There were originally concerns that our patient’s aripiprazole (started 7 months before reaction), modafinil (started 3 months before reaction), or ibuprofen (taken night of injection and used previously) could have caused her reaction. All three of these medications have been reported to be associated with SJS/TEN. Our patient continues to avoid these medications. However, given that these medications were all started at least 10 weeks before her COVID-19 mRNA vaccination or were taken previously, our suspicion is lower that these were contributory. Since the start of the rash began around the site of injection, the vaccine, at the very least, was likely an initiator of the reaction.

Regarding vaccine ingredients as potential triggers of the reaction, the ingredients in the vaccine include mRNA, producing the encoded S (spike) glycoprotein from the SARS-CoV-2 virus, lipids in the form of PEG 2000 and dimyristoyl glycerol, 1,2- distearoyl-sn-glycero-3-phosphocholine, cholesterol, tromethamine (and tromethamine HCl), acetic acid, sodium acetate trihydrate, and sucrose [4]. PEG is reported to have various anaphylactic type reactions, including death in severe cases, but PEG has not been reported to be associated directly or individually with SJS/TEN [5]. However, there are very rare case reports of SJS/TEN occurring with anti-tumor necrosis factor-PEG and recombinant erythropoietin-PEG [1, 6]. Our patient’s history of having had PEG 3500 after this incident without reaction decreases suspicion that this is the ingredient that triggered her reaction.

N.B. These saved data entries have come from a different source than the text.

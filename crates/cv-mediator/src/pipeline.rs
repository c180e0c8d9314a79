//! Behavior pipeline
//!
//! Behaviors wrap the terminal handler as concentric layers: registration
//! order is outermost-first, so the first registered behavior sees the
//! message first and the result last. A behavior may short-circuit with its
//! own result, transform the outcome of `next`, or re-invoke `next` (retry).

use std::any::Any;
use std::panic::AssertUnwindSafe;
use std::sync::Arc;

use cv_domain::{CvResult, MediatorError};
use futures::future::BoxFuture;
use futures::FutureExt;

use crate::context::DispatchContext;

/// Whether a dispatch is a request (single handler, typed response) or an
/// event (fan-out, unit response).
#[derive(Debug, Clone, Copy, PartialEq, Eq)]
pub enum MessageKind {
    Request,
    Event,
}

/// Type-erased response travelling back up the pipeline.
pub type BehaviorResponse = Box<dyn Any + Send>;

/// Type-erased view of the in-flight message, shared by every layer.
#[derive(Clone)]
pub struct BehaviorMessage {
    pub message_name: &'static str,
    pub kind: MessageKind,
    pub ctx: DispatchContext,
    payload: Arc<dyn Any + Send + Sync>,
}

impl BehaviorMessage {
    pub fn new(
        message_name: &'static str,
        kind: MessageKind,
        ctx: DispatchContext,
        payload: Arc<dyn Any + Send + Sync>,
    ) -> Self {
        Self {
            message_name,
            kind,
            ctx,
            payload,
        }
    }

    /// Typed access for behaviors that care about a specific message type.
    pub fn downcast_ref<T: 'static>(&self) -> Option<&T> {
        self.payload.downcast_ref()
    }
}

/// Innermost layer: invokes the actual handler.
pub type TerminalHandler =
    dyn Fn(&BehaviorMessage) -> BoxFuture<'static, CvResult<BehaviorResponse>> + Send + Sync;

/// Continuation into the remaining pipeline. Copyable so a behavior can
/// invoke it more than once.
#[derive(Clone, Copy)]
pub struct Next<'a> {
    chain: &'a [Arc<dyn Behavior>],
    terminal: &'a TerminalHandler,
}

impl<'a> Next<'a> {
    pub fn new(chain: &'a [Arc<dyn Behavior>], terminal: &'a TerminalHandler) -> Self {
        Self { chain, terminal }
    }

    /// Run the rest of the pipeline for `message`.
    pub fn run(self, message: &'a BehaviorMessage) -> BoxFuture<'a, CvResult<BehaviorResponse>> {
        match self.chain.split_first() {
            None => (self.terminal)(message),
            Some((head, rest)) => head.handle(
                message,
                Next {
                    chain: rest,
                    terminal: self.terminal,
                },
            ),
        }
    }
}

/// One pipeline layer.
pub trait Behavior: Send + Sync + 'static {
    fn handle<'a>(
        &'a self,
        message: &'a BehaviorMessage,
        next: Next<'a>,
    ) -> BoxFuture<'a, CvResult<BehaviorResponse>>;
}

/// Run a handler future, lifting panics into `Fatal`.
///
/// This is the boundary that keeps unwinding from crossing the mediator API.
pub async fn catch_handler_panics<F>(future: F) -> CvResult<BehaviorResponse>
where
    F: std::future::Future<Output = CvResult<BehaviorResponse>>,
{
    match AssertUnwindSafe(future).catch_unwind().await {
        Ok(result) => result,
        Err(panic) => Err(MediatorError::fatal(format!(
            "handler panicked: {}",
            panic_message(&panic)
        ))),
    }
}

fn panic_message(panic: &Box<dyn Any + Send>) -> String {
    if let Some(s) = panic.downcast_ref::<&str>() {
        (*s).to_string()
    } else if let Some(s) = panic.downcast_ref::<String>() {
        s.clone()
    } else {
        "opaque panic payload".to_string()
    }
}

#[cfg(test)]
mod tests {
    use super::*;
    use std::sync::Mutex;

    /// Behavior that records entry and exit order.
    struct Tracer {
        label: &'static str,
        trace: Arc<Mutex<Vec<String>>>,
    }

    impl Behavior for Tracer {
        fn handle<'a>(
            &'a self,
            message: &'a BehaviorMessage,
            next: Next<'a>,
        ) -> BoxFuture<'a, CvResult<BehaviorResponse>> {
            Box::pin(async move {
                self.trace.lock().unwrap().push(format!("{}:pre", self.label));
                let result = next.run(message).await;
                self.trace.lock().unwrap().push(format!("{}:post", self.label));
                result
            })
        }
    }

    fn message() -> BehaviorMessage {
        BehaviorMessage::new(
            "TestRequest",
            MessageKind::Request,
            DispatchContext::new(),
            Arc::new(42_u32),
        )
    }

    #[tokio::test]
    async fn behaviors_run_outermost_first_and_unwind_in_reverse() {
        let trace: Arc<Mutex<Vec<String>>> = Arc::default();
        let chain: Vec<Arc<dyn Behavior>> = vec![
            Arc::new(Tracer {
                label: "outer",
                trace: Arc::clone(&trace),
            }),
            Arc::new(Tracer {
                label: "inner",
                trace: Arc::clone(&trace),
            }),
        ];
        let inner_trace = Arc::clone(&trace);
        let terminal: Box<TerminalHandler> = Box::new(move |_message| {
            let trace = Arc::clone(&inner_trace);
            Box::pin(async move {
                trace.lock().unwrap().push("handler".to_string());
                Ok(Box::new(()) as BehaviorResponse)
            })
        });

        let msg = message();
        Next::new(&chain, &*terminal).run(&msg).await.unwrap();

        assert_eq!(
            *trace.lock().unwrap(),
            vec!["outer:pre", "inner:pre", "handler", "inner:post", "outer:post"]
        );
    }

    #[tokio::test]
    async fn panic_becomes_fatal_failure() {
        let result = catch_handler_panics(async {
            panic!("boom");
            #[allow(unreachable_code)]
            Ok(Box::new(()) as BehaviorResponse)
        })
        .await;

        let err = result.unwrap_err();
        assert_eq!(err.kind, cv_domain::ErrorKind::Fatal);
        assert!(err.message.contains("boom"));
    }

    #[test]
    fn downcast_sees_the_typed_payload() {
        let msg = message();
        assert_eq!(msg.downcast_ref::<u32>(), Some(&42));
        assert!(msg.downcast_ref::<String>().is_none());
    }
}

This letter illustrates a case of TEN after COVID-19 mRNA-1273 vaccination, which corresponds with the existing data and contributes detailed knowledge of TEN reaction after vaccination and highlights the importance of awareness of the possibility of SJS/TEN reactions to mRNA vaccines.

Abbreviations

mRNA:Messenger ribonucleic acid
SJS:Stevens–Johnson syndrome
TEN:Toxic epidermal necrolysis
EM:Erythema multiforme
PEG:Polyethylene glycol.

Data Availability

All data are contained in the patient’s electronic medical record.

Conflicts of Interest

The authors declare that they have no conflicts of interest.

Acknowledgments

This research is financially supported by the authors. Open Access funding enabled and organized by BTAA 2023.